Add image tokenizer and patch position encoding
qgallouedec opened this issue · comments
Quentin Gallouédec commented
Images are first transformed into sequences of non-overlapping 16 × 16 patches in raster order, as done in ViT (Dosovitskiy et al., 2020). Each pixel in the image patches is then normalized between [−1, 1] and divided by the square-root of the patch size (i.e. √16 = 4).
Usage should look like:
import numpy as np
import torch
from gia.model.embedding import Embeddings
from gia.model.tokenization import Tokenizer
# Define tokenizer and embedding layer
tokenizer = Tokenizer()
embedding_layer = Embeddings(embedding_dim=32)
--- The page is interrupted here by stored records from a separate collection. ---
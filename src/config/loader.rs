//! Configuration loader for reportflow
//!
//! This module provides the `ConfigLoader` struct that handles loading
//! configuration from multiple sources with proper precedence.

use std::path::{Path, PathBuf};

use config::{Config, Environment, File, FileFormat};

use crate::config::environment::Environment as AppEnvironment;
use crate::config::error::ConfigError;
use crate::config::settings::Settings;

/// Environment variable for configuration directory
const CONFIG_DIR_ENV: &str = "REPORTFLOW_CONFIG_DIR";

/// Default configuration directory
const DEFAULT_CONFIG_DIR: &str = "config";

/// Environment variable prefix for configuration overrides
const ENV_PREFIX: &str = "REPORTFLOW";

/// Separator for nested configuration keys in environment variables
const ENV_SEPARATOR: &str = "__";

/// Configuration loader that handles layered configuration loading
///
/// The loader supports the following configuration sources (in order of priority):
/// 1. `default.toml` - Base default configuration (optional; struct defaults apply)
/// 2. `{environment}.toml` - Environment-specific configuration (optional)
/// 3. `local.toml` - Local development overrides (optional)
/// 4. `REPORTFLOW_*` environment variables (highest priority)
#[derive(Debug)]
pub struct ConfigLoader {
    /// Configuration directory path
    config_dir: PathBuf,
    /// Explicit configuration file path (if set, skips layered loading)
    config_file: Option<PathBuf>,
    /// Current application environment
    environment: AppEnvironment,
}

impl ConfigLoader {
    /// Create a new configuration loader.
    ///
    /// Reads `REPORTFLOW_CONFIG_DIR` for the layered configuration directory
    /// and `REPORTFLOW_APP_ENV` for the active environment.
    pub fn new() -> Self {
        let config_dir = std::env::var(CONFIG_DIR_ENV)
            .map(PathBuf::from)
            .unwrap_or_else(|_| PathBuf::from(DEFAULT_CONFIG_DIR));

        Self {
            config_dir,
            config_file: None,
            environment: AppEnvironment::from_env(),
        }
    }

    /// Create a loader that reads a single explicit configuration file,
    /// typically from the `--config` CLI flag.
    pub fn with_file<P: Into<PathBuf>>(path: P) -> Self {
        Self {
            config_dir: PathBuf::from(DEFAULT_CONFIG_DIR),
            config_file: Some(path.into()),
            environment: AppEnvironment::from_env(),
        }
    }

    /// Get the current application environment
    pub fn environment(&self) -> AppEnvironment {
        self.environment
    }

    /// Load configuration from all sources
    ///
    /// # Errors
    ///
    /// Returns an error if an explicit configuration file is missing, if
    /// parsing fails, or if the resulting settings fail validation.
    pub fn load(&self) -> Result<Settings, ConfigError> {
        let config = self.build_config()?;
        let settings: Settings = config.try_deserialize().map_err(|e| {
            ConfigError::ParseError(format!("Failed to deserialize configuration: {}", e))
        })?;

        settings.validate()?;

        Ok(settings)
    }

    /// Build the config::Config instance from all sources
    fn build_config(&self) -> Result<Config, ConfigError> {
        let builder = Config::builder();

        let builder = if let Some(ref config_file) = self.config_file {
            // Single file mode: the file named on the command line must exist
            Self::add_file_source(builder, config_file, true)?
        } else {
            self.build_layered_config(builder)?
        };

        // Environment variables always win:
        // REPORTFLOW_DATABASE__URL -> database.url
        let builder = Self::add_env_source(builder);

        builder.build().map_err(ConfigError::from)
    }

    /// Build layered configuration from the configuration directory
    fn build_layered_config(
        &self,
        builder: config::ConfigBuilder<config::builder::DefaultState>,
    ) -> Result<config::ConfigBuilder<config::builder::DefaultState>, ConfigError> {
        let default_path = self.config_dir.join("default.toml");
        let builder = Self::add_file_source(builder, &default_path, false)?;

        let env_path = self
            .config_dir
            .join(format!("{}.toml", self.environment.as_str()));
        let builder = Self::add_file_source(builder, &env_path, false)?;

        let local_path = self.config_dir.join("local.toml");
        let builder = Self::add_file_source(builder, &local_path, false)?;

        Ok(builder)
    }

    /// Add a file source to the config builder
    fn add_file_source(
        builder: config::ConfigBuilder<config::builder::DefaultState>,
        path: &Path,
        required: bool,
    ) -> Result<config::ConfigBuilder<config::builder::DefaultState>, ConfigError> {
        if required && !path.exists() {
            return Err(ConfigError::FileNotFound(format!(
                "Configuration file not found: {}",
                path.display()
            )));
        }

        Ok(builder.add_source(
            File::new(path.to_str().unwrap_or_default(), FileFormat::Toml).required(required),
        ))
    }

    /// Add environment variable source to the config builder
    fn add_env_source(
        builder: config::ConfigBuilder<config::builder::DefaultState>,
    ) -> config::ConfigBuilder<config::builder::DefaultState> {
        builder.add_source(
            Environment::with_prefix(ENV_PREFIX)
                .prefix_separator("_")
                .separator(ENV_SEPARATOR)
                .ignore_empty(true)
                .try_parsing(true),
        )
    }
}

impl Default for ConfigLoader {
    fn default() -> Self {
        Self::new()
    }
}

#[cfg(test)]
mod tests {
    use super::*;
    use std::fs;
    use std::sync::Mutex;
    use tempfile::TempDir;

    // Global mutex to ensure tests run sequentially to avoid env var conflicts
    static TEST_MUTEX: Mutex<()> = Mutex::new(());

    fn setup_config_dir(files: &[(&str, &str)]) -> TempDir {
        let temp_dir = TempDir::new().expect("Failed to create temp dir");
        for (name, content) in files {
            let path = temp_dir.path().join(name);
            fs::write(&path, content).expect("Failed to write config file");
        }
        temp_dir
    }

    /// Helper to safely set environment variables for a test
    struct EnvGuard {
        vars_to_restore: Vec<(String, Option<String>)>,
    }

    impl EnvGuard {
        fn new() -> Self {
            Self {
                vars_to_restore: Vec::new(),
            }
        }

        fn set(&mut self, key: &str, value: &str) {
            let original = std::env::var(key).ok();
            self.vars_to_restore.push((key.to_string(), original));
            unsafe {
                std::env::set_var(key, value);
            }
        }

        fn remove(&mut self, key: &str) {
            let original = std::env::var(key).ok();
            self.vars_to_restore.push((key.to_string(), original));
            unsafe {
                std::env::remove_var(key);
            }
        }
    }

    impl Drop for EnvGuard {
        fn drop(&mut self) {
            for (key, original_value) in &self.vars_to_restore {
                unsafe {
                    match original_value {
                        Some(value) => std::env::set_var(key, value),
                        None => std::env::remove_var(key),
                    }
                }
            }
        }
    }

    #[test]
    fn test_load_without_files_uses_defaults() {
        let _guard = TEST_MUTEX.lock().unwrap();
        let mut env = EnvGuard::new();

        let temp_dir = setup_config_dir(&[]);
        env.set(CONFIG_DIR_ENV, temp_dir.path().to_str().unwrap());
        env.remove(AppEnvironment::ENV_VAR);

        let settings = ConfigLoader::new().load().expect("Should load defaults");
        assert_eq!(settings.scheduler.tick_seconds, 60);
        assert_eq!(settings.delivery.max_attempts, 3);
    }

    #[test]
    fn test_load_default_toml() {
        let _guard = TEST_MUTEX.lock().unwrap();
        let mut env = EnvGuard::new();

        let default_config = r#"
[database]
url = "postgres://localhost/reportflow"

[scheduler]
tick_seconds = 30
retention_days = 30

[delivery]
max_attempts = 5
"#;

        let temp_dir = setup_config_dir(&[("default.toml", default_config)]);
        env.set(CONFIG_DIR_ENV, temp_dir.path().to_str().unwrap());
        env.remove(AppEnvironment::ENV_VAR);

        let settings = ConfigLoader::new().load().expect("Should load settings");
        assert_eq!(settings.database.url, "postgres://localhost/reportflow");
        assert_eq!(settings.scheduler.tick_seconds, 30);
        assert_eq!(settings.scheduler.retention_days, 30);
        assert_eq!(settings.delivery.max_attempts, 5);
        // Unset keys keep struct defaults
        assert_eq!(settings.delivery.backoff_seconds, vec![60, 300, 900]);
    }

    #[test]
    fn test_environment_file_overrides_default() {
        let _guard = TEST_MUTEX.lock().unwrap();
        let mut env = EnvGuard::new();

        let default_config = r#"
[scheduler]
tick_seconds = 60
"#;
        let production_config = r#"
[scheduler]
tick_seconds = 15
"#;

        let temp_dir = setup_config_dir(&[
            ("default.toml", default_config),
            ("production.toml", production_config),
        ]);
        env.set(CONFIG_DIR_ENV, temp_dir.path().to_str().unwrap());
        env.set(AppEnvironment::ENV_VAR, "production");

        let settings = ConfigLoader::new().load().expect("Should load settings");
        assert_eq!(settings.scheduler.tick_seconds, 15);
    }

    #[test]
    fn test_env_var_has_highest_priority() {
        let _guard = TEST_MUTEX.lock().unwrap();
        let mut env = EnvGuard::new();

        let default_config = r#"
[database]
url = "postgres://localhost/from_file"
"#;

        let temp_dir = setup_config_dir(&[("default.toml", default_config)]);
        env.set(CONFIG_DIR_ENV, temp_dir.path().to_str().unwrap());
        env.remove(AppEnvironment::ENV_VAR);
        env.set("REPORTFLOW_DATABASE__URL", "postgres://localhost/from_env");

        let settings = ConfigLoader::new().load().expect("Should load settings");
        assert_eq!(settings.database.url, "postgres://localhost/from_env");
    }

    #[test]
    fn test_explicit_file_must_exist() {
        let _guard = TEST_MUTEX.lock().unwrap();

        let loader = ConfigLoader::with_file("/nonexistent/reportflow.toml");
        let result = loader.load();
        assert!(matches!(result, Err(ConfigError::FileNotFound(_))));
    }

    #[test]
    fn test_invalid_settings_are_rejected() {
        let _guard = TEST_MUTEX.lock().unwrap();
        let mut env = EnvGuard::new();

        let default_config = r#"
[delivery]
max_attempts = 0
"#;

        let temp_dir = setup_config_dir(&[("default.toml", default_config)]);
        env.set(CONFIG_DIR_ENV, temp_dir.path().to_str().unwrap());
        env.remove(AppEnvironment::ENV_VAR);

        let result = ConfigLoader::new().load();
        assert!(matches!(result, Err(ConfigError::ValidationError { .. })));
    }
}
# Load dataset (100k samples)
# First, clone it with `git clone https://huggingface.co/datasets/edbeeching/prj_gia_dataset_atari_2B_atari_yarsrevenge_1111`
dataset = np.load("prj_gia_dataset_atari_2B_atari_yarsrevenge_1111/dataset.npy", allow_pickle=True)
# Convert numpy object to dict. Keys are ['observations', 'actions', 'dones', 'rewards']
dataset = dataset.item()
observations = torch.from_numpy(dataset["observations"]).squeeze(1) # TODO: remove sqeeze when fixed in dataset
actions = torch.from_numpy(dataset["actions"]).to(torch.int64) # TODO: remove when fixed in dataset
# Tokenize and embed
tokens = tokenizer(images=observations, actions=actions)
print(tokens.shape) # torch.Size([100000, K])
embeddings = embedding_layer(tokens)
print(embeddings.shape) # torch.Size([100000, K, 32])